Семья Корлеоне - Эд Фалько
Шрифт:
Интервал:
Закладка:
Шон выразительно закатил глаза, но тут и Уилли схватил его за шею.
— Слушай то, что тебе говорит Донни. Если ты случайно его подстрелишь, я сознательно тебя пристрелю, а если ты подстрелишь меня, я тебя прибью, твою мать.
Шон с тревогой посмотрел на братьев, затем до него дошло, что Уилли над ним шутит, и все трое рассмеялись.
— Пошли, — сказал Донни. Обернувшись, он добавил Шону: — Просто делай то, что мы тебе скажем.
За дверью на лестнице пахло уксусом. Пожелтевшая краска на стенах облупилась, а ступени были застелены потрескавшимся и рваным линолеумом. Широкие деревянные перила, гладко вытертые, держались на круглых балясинах, расставленных через неравные промежутки. Когда за братьями закрылась дверь на крышу, они оказались в кромешной темноте, озаренной лишь тусклыми отсветами откуда-то снизу.
— Чем это здесь воняет? — спросил Шон.
— А нам откуда знать? — ответил Уилли.
— Такой запах, как будто тут полировали пол, — заметил Донни.

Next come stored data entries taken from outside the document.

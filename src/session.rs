use std::collections::HashMap;
use std::time::Duration;

use tokio::sync::mpsc;
use tokio_util::sync::CancellationToken;

use crate::routes::FileRecord;

/// Quiet period after the last keystroke before a tab's content is flushed
/// to its persisted file.
pub const AUTO_SAVE_DEBOUNCE: Duration = Duration::from_millis(1000);

#[derive(Debug, Clone, Copy, PartialEq, Eq)]
pub enum EditorMode {
    /// Scratch buffer only; edits are never persisted.
    Single,
    /// Tabs are bound to project files and auto-saved.
    Project,
}

/// An open editor handle. Its in-memory content is authoritative over the
/// persisted file until flushed.
#[derive(Debug, Clone)]
pub struct Tab {
    pub id: u64,
    pub name: String,
    pub path: Option<String>,
    pub content: String,
    pub language: String,
    pub active: bool,
    pub file_id: Option<String>,
}

/// A debounced write the owner of the session must apply via `update_file`.
#[derive(Debug, Clone, PartialEq, Eq)]
pub struct SaveRequest {
    pub file_id: String,
    pub path: String,
    pub content: String,
}

/// State machine mapping open tabs to persisted files.
///
/// Invariants: exactly one tab is active whenever the tab list is non-empty,
/// and the list is never empty (the last tab cannot close). Auto-save is
/// single-flight per tab: only the latest edit within the debounce window
/// emits a write.
pub struct EditorSession {
    mode: EditorMode,
    tabs: Vec<Tab>,
    next_tab_id: u64,
    saves: mpsc::UnboundedSender<SaveRequest>,
    pending: HashMap<u64, CancellationToken>,
    debounce: Duration,
}

impl EditorSession {
    /// Creates a session seeded with one scratch tab, plus the receiving end
    /// of the auto-save channel the caller is expected to drain.
    pub fn new(mode: EditorMode) -> (Self, mpsc::UnboundedReceiver<SaveRequest>) {
        let (saves, save_rx) = mpsc::unbounded_channel();

        let session = Self {
            mode,
            tabs: vec![Tab {
                id: 1,
                name: "main.js".to_string(),
                path: Some("main.js".to_string()),
                content: starter_source("javascript"),
                language: "javascript".to_string(),
                active: true,
                file_id: None,
            }],
            next_tab_id: 2,
            saves,
            pending: HashMap::new(),
            debounce: AUTO_SAVE_DEBOUNCE,
        };

        (session, save_rx)
    }

    pub fn tabs(&self) -> &[Tab] {
        &self.tabs
    }

    pub fn active_tab(&self) -> Option<&Tab> {
        self.tabs.iter().find(|t| t.active)
    }

    pub fn set_active_tab(&mut self, id: u64) {
        if !self.tabs.iter().any(|t| t.id == id) {
            return;
        }
        for tab in &mut self.tabs {
            tab.active = tab.id == id;
        }
    }

    /// Opens a persisted file. Reopening an already-open path activates the
    /// existing tab and keeps showing its in-memory content; the persisted
    /// content is only read for genuinely new tabs.
    pub fn open_file(&mut self, file: &FileRecord) -> u64 {
        if let Some(existing) = self
            .tabs
            .iter()
            .find(|t| t.path.as_deref() == Some(file.path.as_str()))
        {
            let id = existing.id;
            self.set_active_tab(id);
            return id;
        }

        let id = self.next_tab_id;
        self.next_tab_id += 1;

        let name = file
            .path
            .rsplit('/')
            .next()
            .unwrap_or(file.path.as_str())
            .to_string();

        for tab in &mut self.tabs {
            tab.active = false;
        }

        self.tabs.push(Tab {
            id,
            name,
            path: Some(file.path.clone()),
            content: file.content.clone().unwrap_or_default(),
            language: language_for_path(&file.path).to_string(),
            active: true,
            file_id: Some(file.id.clone()),
        });

        id
    }

    /// Closing the sole remaining tab is a no-op. Closing the active tab
    /// activates the tab now sitting at `min(removed_index, remaining - 1)`.
    pub fn close_tab(&mut self, id: u64) {
        if self.tabs.len() <= 1 {
            return;
        }
        let Some(index) = self.tabs.iter().position(|t| t.id == id) else {
            return;
        };

        if let Some(token) = self.pending.remove(&id) {
            token.cancel();
        }

        let was_active = self.tabs[index].active;
        self.tabs.remove(index);

        if was_active {
            let next = index.min(self.tabs.len() - 1);
            let next_id = self.tabs[next].id;
            self.set_active_tab(next_id);
        }
    }

    /// Updates the working copy unconditionally. In project mode the per-tab
    /// debounce timer restarts, cancelling any pending flush; an already
    /// in-flight save is out of reach and may still land afterwards.
    pub fn edit(&mut self, tab_id: u64, content: impl Into<String>) {
        let content = content.into();
        let Some(tab) = self.tabs.iter_mut().find(|t| t.id == tab_id) else {
            return;
        };
        tab.content = content.clone();

        if self.mode != EditorMode::Project {
            return;
        }
        let (Some(file_id), Some(path)) = (tab.file_id.clone(), tab.path.clone()) else {
            return;
        };

        if let Some(previous) = self.pending.remove(&tab_id) {
            previous.cancel();
        }

        let token = CancellationToken::new();
        self.pending.insert(tab_id, token.clone());

        let saves = self.saves.clone();
        let debounce = self.debounce;
        tokio::spawn(async move {
            tokio::select! {
                _ = token.cancelled() => {}
                _ = tokio::time::sleep(debounce) => {
                    let _ = saves.send(SaveRequest { file_id, path, content });
                }
            }
        });
    }

    /// Replaces the active tab's content wholesale with the starter snippet
    /// for the new language. Destructive and irreversible.
    pub fn switch_language(&mut self, language: &str) {
        let Some(tab) = self.tabs.iter_mut().find(|t| t.active) else {
            return;
        };
        tab.language = language.to_string();
        tab.name = format!("main{}", extension_for(language));
        tab.content = starter_source(language);
    }
}

pub fn extension_for(language: &str) -> &'static str {
    match language {
        "javascript" => ".js",
        "typescript" => ".ts",
        "python" => ".py",
        "java" => ".java",
        "cpp" => ".cpp",
        "c" => ".c",
        "csharp" => ".cs",
        "go" => ".go",
        "rust" => ".rs",
        "ruby" => ".rb",
        "php" => ".php",
        "swift" => ".swift",
        "kotlin" => ".kt",
        "html" => ".html",
        "css" => ".css",
        "json" => ".json",
        "sql" => ".sql",
        "bash" | "shell" => ".sh",
        _ => ".txt",
    }
}

pub fn language_for_path(path: &str) -> &'static str {
    match path.rsplit('.').next() {
        Some("js") => "javascript",
        Some("ts") => "typescript",
        Some("py") => "python",
        Some("java") => "java",
        Some("cpp") => "cpp",
        Some("c") => "c",
        Some("cs") => "csharp",
        Some("go") => "go",
        Some("rs") => "rust",
        Some("rb") => "ruby",
        Some("php") => "php",
        Some("swift") => "swift",
        Some("kt") => "kotlin",
        Some("html") => "html",
        Some("css") => "css",
        Some("json") => "json",
        Some("sql") => "sql",
        Some("sh") => "bash",
        _ => "javascript",
    }
}

/// Starter content for a freshly switched language.
pub fn starter_source(language: &str) -> String {
    match language {
        "javascript" => "// JavaScript\nconsole.log(\"Hello, World!\");".to_string(),
        "typescript" => {
            "// TypeScript\nconst greeting: string = \"Hello, World!\";\nconsole.log(greeting);"
                .to_string()
        }
        "python" => "# Python\nprint(\"Hello, World!\")".to_string(),
        "java" => "// Java\npublic class Main {\n    public static void main(String[] args) {\n        System.out.println(\"Hello, World!\");\n    }\n}".to_string(),
        "cpp" => "// C++\n#include <iostream>\n\nint main() {\n    std::cout << \"Hello, World!\" << std::endl;\n    return 0;\n}".to_string(),
        "c" => "// C\n#include <stdio.h>\n\nint main() {\n    printf(\"Hello, World!\\n\");\n    return 0;\n}".to_string(),
        "go" => "// Go\npackage main\n\nimport \"fmt\"\n\nfunc main() {\n    fmt.Println(\"Hello, World!\")\n}".to_string(),
        "rust" => "// Rust\nfn main() {\n    println!(\"Hello, World!\");\n}".to_string(),
        "ruby" => "# Ruby\nputs \"Hello, World!\"".to_string(),
        "php" => "<?php\n// PHP\necho \"Hello, World!\";".to_string(),
        other => format!("// {other}\n// Start coding here..."),
    }
}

Он первым спустился на два пролета вниз и оказался на площадке, на которую выходили две двери, одна напротив другой.
— Вот его логово, — сказал Шон, указывая на дверь слева. — Он появляется здесь между семью и половиной восьмого. Входит со стороны Третьей авеню, затем через минуту в этих окнах загорается свет. Пару часов он проводит здесь один, потом где-то в половине десятого — десять начинают показываться его ребята.
— Нам нужно убить сорок пять минут, — сказал Донни. — Ты точно никогда никого не видел в других квартирах?
— Ни разу не видел ни единой души, — подтвердил Шон. — Никто не входил и не выходил, и ни в одном окне не зажигался свет.
Уилли отступил назад, словно его осенила какая-то мысль.
— Ты полагаешь, ему может принадлежать весь дом? — спросил он, обращаясь к Донни.
— У него есть склад у Центрального парка, дом на Лонг-Айленде, и еще вот это место на Третьей? — пробормотал Донни. — Господи, да он просто купается в деньгах!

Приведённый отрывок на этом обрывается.